--- INPUT RECORDS ---

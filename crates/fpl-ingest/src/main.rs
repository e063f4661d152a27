//! FPL Ingest - batch jobs for the fantasy.premierleague API

use anyhow::{bail, Context, Result};
use chrono::{NaiveDate, Utc};
use clap::{Parser, Subcommand};
use fpl_common::logging::{init_logging, LogConfig, LogLevel};
use fpl_ingest::cache::EndpointCache;
use fpl_ingest::config::AppConfig;
use fpl_ingest::derive::{TableDeriver, TransformRegistry};
use fpl_ingest::fetch::{FetcherRegistry, HttpFetcher};
use fpl_ingest::jobs::{self, teams_for_task};
use fpl_ingest::orchestrator::{IngestOrchestrator, IngestRequest};
use fpl_ingest::result::failures;
use fpl_ingest::schema::SchemaLoader;
use fpl_ingest::settings::Settings;
use fpl_ingest::storage::{LocalStorage, ObjectStorage, S3Storage, StorageBackend};
use fpl_ingest::warehouse::postgres::{PostgresConfig, PostgresWarehouse};
use std::sync::Arc;
use tracing::{error, info, warn};

/// Teams used by test runs of the players job
const TEST_TEAMS: [u32; 2] = [1, 2];

#[derive(Parser, Debug)]
#[command(name = "fpl-ingest")]
#[command(author, version, about = "Fantasy Premier League ingestion jobs")]
struct Cli {
    #[command(subcommand)]
    command: Command,

    /// Verbose output
    #[arg(short, long, global = true)]
    verbose: bool,
}

#[derive(Subcommand, Debug)]
enum Command {
    /// Refresh fixtures, and after a match day the overview tables and player history
    Daily {
        /// Ingest a small fixed subset regardless of yesterday's fixtures
        #[arg(long)]
        test: bool,

        /// Day to run for (defaults to today, UTC)
        #[arg(long)]
        date: Option<NaiveDate>,
    },

    /// Stage player history for this task's teams to object storage
    Players {
        #[arg(long, env = "CLOUD_RUN_TASK_INDEX", default_value_t = 0)]
        task_index: u32,

        #[arg(long, env = "CLOUD_RUN_TASK_ATTEMPT", default_value_t = 0)]
        task_attempt: u32,

        #[arg(long)]
        test: bool,

        /// Top-level directory in the bucket (defaults to BLOB_DIR)
        #[arg(long)]
        output_dir: Option<String>,
    },

    /// Load the staged player history of one day into the warehouse
    LoadHistory {
        /// Staging day (defaults to today, UTC)
        #[arg(long)]
        date: Option<NaiveDate>,

        /// Top-level directory the files were staged under (defaults to BLOB_DIR)
        #[arg(long)]
        output_dir: Option<String>,
    },

    /// Ingest a single table
    Ingest {
        #[arg(long)]
        endpoint: String,

        #[arg(long)]
        table: String,

        /// Refetch the endpoint
        #[arg(long)]
        refresh: bool,

        /// Replace the destination table contents
        #[arg(long)]
        full_refresh: bool,
    },

    /// Ingest every sweep table of an endpoint
    IngestEndpoint {
        #[arg(long)]
        endpoint: String,

        /// Restrict to these tables
        #[arg(long, value_delimiter = ',')]
        tables: Vec<String>,

        /// Keep the endpoint cached afterwards
        #[arg(long)]
        keep_cache: bool,
    },

    /// Check the endpoint configuration without touching the network
    ValidateConfig,
}

#[tokio::main]
async fn main() -> Result<()> {
    dotenvy::dotenv().ok();
    let cli = Cli::parse();

    let log_level = if cli.verbose {
        LogLevel::Debug
    } else {
        LogLevel::Info
    };
    // Environment variables take precedence over the flag
    let log_config = LogConfig::default()
        .level(log_level)
        .log_file_prefix("fpl-ingest")
        .with_env()?;
    let _guard = init_logging(&log_config)?;

    let settings = Settings::from_env().context("Invalid settings")?;
    let today = Utc::now().date_naive();

    match cli.command {
        Command::Daily { test, date } => {
            let mut orchestrator = build_orchestrator(&settings).await?;
            let report = jobs::run_daily_pipeline(&mut orchestrator, date.unwrap_or(today), test).await?;
            info!(
                fixture_date = %report.fixture_date,
                fixtures = report.fixtures.len(),
                tables = report.table_count(),
                failed = report.failed(),
                report = %serde_json::to_string(&report)?,
                "Daily pipeline finished"
            );
        },
        Command::Players {
            task_index,
            task_attempt,
            test,
            output_dir,
        } => {
            info!("Starting Task #{task_index}, Attempt #{task_attempt}...");
            let teams = if test {
                TEST_TEAMS.to_vec()
            } else {
                teams_for_task(task_index)
            };
            info!(?teams, "Running for teams");

            let output_dir = output_dir.unwrap_or_else(|| settings.blob_dir.clone());
            let outcome = async {
                let mut orchestrator = build_orchestrator(&settings).await?;
                jobs::run_players_to_storage(&mut orchestrator, &teams, today, &output_dir).await?;
                anyhow::Ok(())
            }
            .await;

            if let Err(e) = outcome {
                error!("Task #{task_index}, Attempt #{task_attempt} failed: {e:#}");
                return Err(e);
            }
            info!("Completed Task #{task_index}.");
        },
        Command::LoadHistory { date, output_dir } => {
            let orchestrator = build_orchestrator(&settings).await?;
            let output_dir = output_dir.unwrap_or_else(|| settings.blob_dir.clone());
            let loaded =
                jobs::load_player_history_from_uri(&orchestrator, date.unwrap_or(today), &output_dir).await?;
            info!(destination = %loaded.id, rows = loaded.rows_loaded, "Player history loaded");
        },
        Command::Ingest {
            endpoint,
            table,
            refresh,
            full_refresh,
        } => {
            let mut orchestrator = build_orchestrator(&settings).await?;
            let mut request = IngestRequest::default().refresh(refresh);
            if full_refresh {
                request = request.full_refresh();
            }
            let result = orchestrator.ingest_table(&endpoint, &table, &request).await;
            if let Some(e) = result.error {
                bail!("Table {endpoint}.{table} failed to ingest: {e}");
            }
        },
        Command::IngestEndpoint {
            endpoint,
            tables,
            keep_cache,
        } => {
            let mut orchestrator = build_orchestrator(&settings).await?;
            let subset = (!tables.is_empty()).then_some(tables.as_slice());
            let report = orchestrator
                .ingest_all_tables_for_endpoint(&endpoint, subset, !keep_cache)
                .await?;
            let failed = failures(&report);
            if failed > 0 {
                warn!(endpoint = %endpoint, failed, total = report.len(), "Some tables failed to ingest");
            }
            info!(report = %serde_json::to_string(&report)?, "Endpoint ingestion finished");
        },
        Command::ValidateConfig => {
            let config = AppConfig::from_path(&settings.config_path)
                .with_context(|| format!("Failed to load {}", settings.config_path.display()))?;
            for endpoint in &config.api.endpoints {
                info!(
                    endpoint = %endpoint.id,
                    url = %endpoint.url(&config.api.base),
                    tables = ?endpoint.table_names(),
                    "Endpoint configuration valid"
                );
            }
            TableDeriver::from_config(&config, TransformRegistry::default())?;
        },
    }

    Ok(())
}

async fn build_orchestrator(settings: &Settings) -> Result<IngestOrchestrator> {
    let config = AppConfig::from_path(&settings.config_path)
        .with_context(|| format!("Failed to load {}", settings.config_path.display()))?;
    info!(base = %config.api.base, endpoints = ?config.endpoint_ids(), "Loaded config for api");

    let client = HttpFetcher::build_client(settings.http_timeout())?;
    let cache = EndpointCache::new(
        FetcherRegistry::from_config(&config, client),
        TableDeriver::from_config(&config, TransformRegistry::default())?,
    );

    let storage: Arc<dyn ObjectStorage> = match settings.storage.backend {
        StorageBackend::S3 => Arc::new(S3Storage::new(&settings.storage)?),
        StorageBackend::Local => Arc::new(LocalStorage::new(
            &settings.storage.local_dir,
            &settings.storage.bucket,
        )),
    };
    let warehouse = PostgresWarehouse::connect(&PostgresConfig::from_env()?, storage.clone())
        .await
        .context("Failed to connect to the warehouse")?;

    Ok(IngestOrchestrator::new(
        config,
        cache,
        storage,
        Arc::new(warehouse),
        SchemaLoader::new(&settings.schema_dir),
        &settings.dataset,
    )
    .with_blob_dir(&settings.blob_dir)
    .with_failure_policy(settings.failure_policy))
}
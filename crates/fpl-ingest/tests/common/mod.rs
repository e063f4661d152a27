//! Shared fakes for fpl-ingest integration tests
//!
//! - [`ScriptedFetcher`]: returns a fixed payload (or error) and counts calls
//! - [`MemoryStorage`]: object storage in a map; keys can be hidden from `exists`
//! - [`MemoryWarehouse`]: decodes staged objects and tracks last-modified times;
//!   a table's timestamp can be pinned or the table reported missing
//! - [`Harness`]: an orchestrator wired to all three

#![allow(dead_code, clippy::unwrap_used, clippy::expect_used)]

use async_trait::async_trait;
use chrono::{DateTime, Duration, Utc};
use fpl_ingest::cache::EndpointCache;
use fpl_ingest::codec::decode_rows;
use fpl_ingest::config::AppConfig;
use fpl_ingest::derive::{TableDeriver, TransformRegistry};
use fpl_ingest::fetch::{EndpointFetcher, FetchArgs, FetcherRegistry};
use fpl_ingest::schema::SchemaLoader;
use fpl_ingest::storage::{ObjectHandle, ObjectStorage};
use fpl_ingest::warehouse::{LoadOptions, LoadSource, TableHandle, TableId, Warehouse, WriteDisposition};
use fpl_ingest::{FailurePolicy, IngestError, IngestOrchestrator, Payload, Result, Row};
use serde_json::{json, Value};
use std::collections::{BTreeMap, HashMap, HashSet};
use std::sync::atomic::{AtomicUsize, Ordering};
use std::sync::{Arc, Mutex};
use tempfile::TempDir;

pub const DATASET: &str = "fpl_test";
pub const BUCKET: &str = "fpl-test-data";

pub const CONFIG: &str = r#"
api:
  base: http://localhost/api
  endpoints:
    bootstrap_static:
      name: bootstrap-static
      description: Season overview
      file_type: json
      config:
        write_disposition: WRITE_TRUNCATE
      tables:
        events:
          config:
            write_disposition: WRITE_APPEND
        teams:
          use_schema: true
        elements: {}
        element_types:
          ingest: false
    fixtures:
      name: fixtures
      description: Fixtures
      shape: collection
      file_type: json
      config:
        write_disposition: WRITE_TRUNCATE
      tables:
        fixtures: {}
    element_summary:
      name: element-summary
      description: Player history
      shape: per_element
      file_type: csv
      config:
        write_disposition: WRITE_APPEND
      tables:
        history: {}
        history_past:
          ingest: false
"#;

const TEAMS_SCHEMA: &str = r#"[
    {"name": "id", "type": "INTEGER", "mode": "REQUIRED"},
    {"name": "name", "type": "STRING", "mode": "REQUIRED"}
]"#;

const HISTORY_SCHEMA: &str = r#"[
    {"name": "element", "type": "INTEGER", "mode": "REQUIRED"},
    {"name": "total_points", "type": "INTEGER"}
]"#;

pub fn team_name(id: u32) -> String {
    format!("Team {id}")
}

/// 20 teams, two players per team (player ids `2t - 1` and `2t`), three gameweeks
pub fn bootstrap_document() -> Value {
    let teams: Vec<Value> = (1..=20u32)
        .map(|id| json!({"id": id, "name": team_name(id), "short_name": format!("T{id:02}")}))
        .collect();
    let elements: Vec<Value> = (1..=20u32)
        .flat_map(|team| {
            [2 * team - 1, 2 * team]
                .map(|id| json!({"id": id, "team": team, "web_name": format!("Player {id}")}))
        })
        .collect();
    json!({
        "events": [{"id": 1, "finished": true}, {"id": 2, "finished": true}, {"id": 3, "finished": false}],
        "teams": teams,
        "elements": elements,
        "element_types": [{"id": 1, "singular_name": "Goalkeeper"}],
        "total_players": 11000000
    })
}

/// Two fixtures on 2024-03-02, one on 2024-03-03 and one unscheduled
pub fn fixtures_collection() -> Value {
    json!([
        {"id": 1, "kickoff_time": "2024-03-02T12:30:00Z", "team_h": 1, "team_a": 2, "event": 27},
        {"id": 2, "kickoff_time": "2024-03-02T15:00:00Z", "team_h": 3, "team_a": 4, "event": 27},
        {"id": 3, "kickoff_time": "2024-03-03T14:00:00Z", "team_h": 5, "team_a": 6, "event": 27},
        {"id": 4, "kickoff_time": null, "team_h": 7, "team_a": 8, "event": null}
    ])
}

/// Element summary payload as accumulated for `elements`
pub fn element_summary_payload(elements: &[u32]) -> Payload {
    let history: Vec<Value> = elements
        .iter()
        .map(|e| json!({"element": e, "fixture": 1, "total_points": e % 7, "element_id": e}))
        .collect();
    let history_past: Vec<Value> = elements
        .iter()
        .map(|e| json!({"season_name": "2022/23", "total_points": 100, "element_id": e}))
        .collect();
    let mut payload = Payload::new();
    payload.insert("history", Value::Array(history));
    payload.insert("history_past", Value::Array(history_past));
    payload
}

enum Script {
    Document(Value),
    Collection(String, Value),
    ElementSummary,
    Fail(String),
}

/// Deterministic fetcher that records every call
pub struct ScriptedFetcher {
    script: Script,
    calls: Arc<AtomicUsize>,
    seen: Arc<Mutex<Vec<FetchArgs>>>,
}

impl ScriptedFetcher {
    fn new(script: Script) -> Self {
        Self {
            script,
            calls: Arc::new(AtomicUsize::new(0)),
            seen: Arc::new(Mutex::new(Vec::new())),
        }
    }

    pub fn document(document: Value) -> Self {
        Self::new(Script::Document(document))
    }

    pub fn collection(endpoint: &str, items: Value) -> Self {
        Self::new(Script::Collection(endpoint.to_string(), items))
    }

    pub fn element_summary() -> Self {
        Self::new(Script::ElementSummary)
    }

    pub fn failing(reason: &str) -> Self {
        Self::new(Script::Fail(reason.to_string()))
    }

    pub fn calls(&self) -> Arc<AtomicUsize> {
        self.calls.clone()
    }

    pub fn seen(&self) -> Arc<Mutex<Vec<FetchArgs>>> {
        self.seen.clone()
    }
}

#[async_trait]
impl EndpointFetcher for ScriptedFetcher {
    async fn fetch(&self, args: &FetchArgs) -> Result<Payload> {
        self.calls.fetch_add(1, Ordering::SeqCst);
        self.seen.lock().unwrap().push(args.clone());
        match &self.script {
            Script::Document(document) => Payload::from_document("scripted", document.clone()),
            Script::Collection(endpoint, items) => {
                let mut payload = Payload::new();
                payload.insert(endpoint.clone(), items.clone());
                Ok(payload)
            },
            Script::ElementSummary => Ok(element_summary_payload(&args.elements)),
            Script::Fail(reason) => Err(IngestError::fetch_failed("scripted", reason)),
        }
    }
}

/// Object storage held in memory
#[derive(Default)]
pub struct MemoryStorage {
    objects: Mutex<BTreeMap<String, Vec<u8>>>,
    /// Writes succeed but nothing is kept
    pub discard_writes: bool,
    /// Key prefixes `exists` reports as absent; reads still succeed
    hidden: Mutex<Vec<String>>,
}

impl MemoryStorage {
    pub fn hide_prefix(&self, prefix: &str) {
        self.hidden.lock().unwrap().push(prefix.to_string());
    }

    pub fn keys(&self) -> Vec<String> {
        self.objects.lock().unwrap().keys().cloned().collect()
    }

    pub fn get(&self, key: &str) -> Option<Vec<u8>> {
        self.objects.lock().unwrap().get(key).cloned()
    }
}

#[async_trait]
impl ObjectStorage for MemoryStorage {
    fn handle(&self, key: &str) -> ObjectHandle {
        ObjectHandle {
            key: key.to_string(),
            uri: format!("mem://{BUCKET}/{key}"),
        }
    }

    async fn write_bytes(&self, key: &str, data: Vec<u8>, _content_type: &str) -> Result<ObjectHandle> {
        if !self.discard_writes {
            self.objects.lock().unwrap().insert(key.to_string(), data);
        }
        Ok(self.handle(key))
    }

    async fn read(&self, handle: &ObjectHandle) -> Result<Vec<u8>> {
        self.get(&handle.key)
            .ok_or_else(|| IngestError::storage(format!("no object {}", handle.key)))
    }

    async fn exists(&self, handle: &ObjectHandle) -> Result<bool> {
        if self.hidden.lock().unwrap().iter().any(|p| handle.key.starts_with(p)) {
            return Ok(false);
        }
        Ok(self.objects.lock().unwrap().contains_key(&handle.key))
    }

    async fn list(&self, prefix: &str) -> Result<Vec<ObjectHandle>> {
        Ok(self
            .keys()
            .into_iter()
            .filter(|k| k.starts_with(prefix))
            .map(|k| self.handle(&k))
            .collect())
    }
}

#[derive(Debug, Clone)]
pub struct LoadedTable {
    pub rows: Vec<Row>,
    pub last_modified: DateTime<Utc>,
    pub options: LoadOptions,
}

/// Warehouse that keeps loaded rows in memory
pub struct MemoryWarehouse {
    storage: Arc<dyn ObjectStorage>,
    tables: Mutex<HashMap<TableId, LoadedTable>>,
    pinned: Mutex<HashMap<String, DateTime<Utc>>>,
    missing: Mutex<HashSet<String>>,
    pub loads: AtomicUsize,
}

impl MemoryWarehouse {
    pub fn new(storage: Arc<dyn ObjectStorage>) -> Self {
        Self {
            storage,
            tables: Mutex::new(HashMap::new()),
            pinned: Mutex::new(HashMap::new()),
            missing: Mutex::new(HashSet::new()),
            loads: AtomicUsize::new(0),
        }
    }

    /// Loads into `table` keep a last-modified time far in the past
    pub fn keep_stale(&self, table: &str) {
        self.pin_last_modified(table, DateTime::<Utc>::from_timestamp(0, 0).unwrap());
    }

    /// Loads into `table` report `at` as their last-modified time
    pub fn pin_last_modified(&self, table: &str, at: DateTime<Utc>) {
        self.pinned.lock().unwrap().insert(table.to_string(), at);
    }

    /// `table_exists` reports `table` as absent even after a load
    pub fn report_missing(&self, table: &str) {
        self.missing.lock().unwrap().insert(table.to_string());
    }

    pub fn table(&self, table: &str) -> Option<LoadedTable> {
        self.tables
            .lock()
            .unwrap()
            .get(&TableId::new(DATASET, table))
            .cloned()
    }

    pub fn load_count(&self) -> usize {
        self.loads.load(Ordering::SeqCst)
    }
}

#[async_trait]
impl Warehouse for MemoryWarehouse {
    async fn load(&self, source: &LoadSource, destination: &TableId, options: &LoadOptions) -> Result<TableHandle> {
        self.loads.fetch_add(1, Ordering::SeqCst);
        let objects = match source {
            LoadSource::Object(handle) => vec![handle.clone()],
            LoadSource::Prefix(prefix) => self.storage.list(prefix).await?,
        };
        let mut rows = Vec::new();
        for object in &objects {
            let bytes = self.storage.read(object).await?;
            rows.extend(decode_rows(&bytes, options.file_type)?);
        }

        let pinned = self.pinned.lock().unwrap().get(&destination.table).copied();
        let last_modified = pinned.unwrap_or_else(|| Utc::now() + Duration::milliseconds(1));

        let loaded = rows.len() as u64;
        let mut tables = self.tables.lock().unwrap();
        let entry = tables.entry(destination.clone()).or_insert_with(|| LoadedTable {
            rows: Vec::new(),
            last_modified,
            options: options.clone(),
        });
        match options.write_disposition {
            WriteDisposition::WriteTruncate => entry.rows = rows,
            WriteDisposition::WriteAppend => entry.rows.extend(rows),
            WriteDisposition::WriteEmpty if entry.rows.is_empty() => entry.rows = rows,
            WriteDisposition::WriteEmpty => {
                return Err(IngestError::warehouse(format!("{destination} is not empty")))
            },
        }
        entry.last_modified = last_modified;
        entry.options = options.clone();

        Ok(TableHandle {
            id: destination.clone(),
            rows_loaded: loaded,
        })
    }

    async fn table_exists(&self, table: &TableHandle) -> Result<bool> {
        if self.missing.lock().unwrap().contains(&table.id.table) {
            return Ok(false);
        }
        Ok(self.tables.lock().unwrap().contains_key(&table.id))
    }

    async fn last_modified(&self, table: &TableHandle) -> Result<Option<DateTime<Utc>>> {
        Ok(self
            .tables
            .lock()
            .unwrap()
            .get(&table.id)
            .map(|t| t.last_modified))
    }
}

/// Orchestrator wired to scripted fetchers and in-memory collaborators
pub struct Harness {
    pub orchestrator: IngestOrchestrator,
    pub storage: Arc<MemoryStorage>,
    pub warehouse: Arc<MemoryWarehouse>,
    pub calls: HashMap<String, Arc<AtomicUsize>>,
    pub seen: HashMap<String, Arc<Mutex<Vec<FetchArgs>>>>,
    _schemas: TempDir,
}

pub struct HarnessBuilder {
    fetchers: Vec<(String, ScriptedFetcher)>,
    storage: MemoryStorage,
    schemas: Vec<(&'static str, &'static str)>,
    policy: FailurePolicy,
    config: String,
}

impl Default for HarnessBuilder {
    fn default() -> Self {
        Self {
            fetchers: vec![
                ("bootstrap_static".to_string(), ScriptedFetcher::document(bootstrap_document())),
                (
                    "fixtures".to_string(),
                    ScriptedFetcher::collection("fixtures", fixtures_collection()),
                ),
                ("element_summary".to_string(), ScriptedFetcher::element_summary()),
            ],
            storage: MemoryStorage::default(),
            schemas: vec![("teams", TEAMS_SCHEMA), ("history", HISTORY_SCHEMA)],
            policy: FailurePolicy::Continue,
            config: CONFIG.to_string(),
        }
    }
}

impl HarnessBuilder {
    pub fn fetcher(mut self, endpoint: &str, fetcher: ScriptedFetcher) -> Self {
        self.fetchers.retain(|(id, _)| id != endpoint);
        self.fetchers.push((endpoint.to_string(), fetcher));
        self
    }

    pub fn discard_writes(mut self) -> Self {
        self.storage.discard_writes = true;
        self
    }

    pub fn without_schema(mut self, reference: &str) -> Self {
        self.schemas.retain(|(name, _)| *name != reference);
        self
    }

    pub fn failure_policy(mut self, policy: FailurePolicy) -> Self {
        self.policy = policy;
        self
    }

    pub fn config(mut self, yaml: impl Into<String>) -> Self {
        self.config = yaml.into();
        self
    }

    pub fn build(self) -> Harness {
        let config = AppConfig::from_yaml_str(&self.config).unwrap();

        let mut registry = FetcherRegistry::new();
        let mut calls = HashMap::new();
        let mut seen = HashMap::new();
        for (endpoint, fetcher) in self.fetchers {
            calls.insert(endpoint.clone(), fetcher.calls());
            seen.insert(endpoint.clone(), fetcher.seen());
            registry.register(endpoint, Arc::new(fetcher));
        }
        let deriver = TableDeriver::from_config(&config, TransformRegistry::default()).unwrap();
        let cache = EndpointCache::new(registry, deriver);

        let schemas = TempDir::new().unwrap();
        for (name, body) in &self.schemas {
            std::fs::write(schemas.path().join(format!("{name}.json")), body).unwrap();
        }

        let storage = Arc::new(self.storage);
        let warehouse = Arc::new(MemoryWarehouse::new(storage.clone()));
        let orchestrator = IngestOrchestrator::new(
            config,
            cache,
            storage.clone(),
            warehouse.clone(),
            SchemaLoader::new(schemas.path()),
            DATASET,
        )
        .with_failure_policy(self.policy);

        Harness {
            orchestrator,
            storage,
            warehouse,
            calls,
            seen,
            _schemas: schemas,
        }
    }
}

impl Harness {
    pub fn builder() -> HarnessBuilder {
        HarnessBuilder::default()
    }

    pub fn new() -> Self {
        Self::builder().build()
    }

    pub fn fetches(&self, endpoint: &str) -> usize {
        self.calls[endpoint].load(Ordering::SeqCst)
    }

    pub fn fetch_args(&self, endpoint: &str) -> Vec<FetchArgs> {
        self.seen[endpoint].lock().unwrap().clone()
    }
}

---

_ABOUT THIS EXERCISE_.
Select all lines in the listing above where the word "TableDeriver" appears, and show them.

_COMPLETED EXERCISE_.
use fpl_ingest::derive::{TableDeriver, TransformRegistry};
            TableDeriver::from_config(&config, TransformRegistry::default())?;
        TableDeriver::from_config(&config, TransformRegistry::default())?,
use fpl_ingest::derive::{TableDeriver, TransformRegistry};
        let deriver = TableDeriver::from_config(&config, TransformRegistry::default()).unwrap();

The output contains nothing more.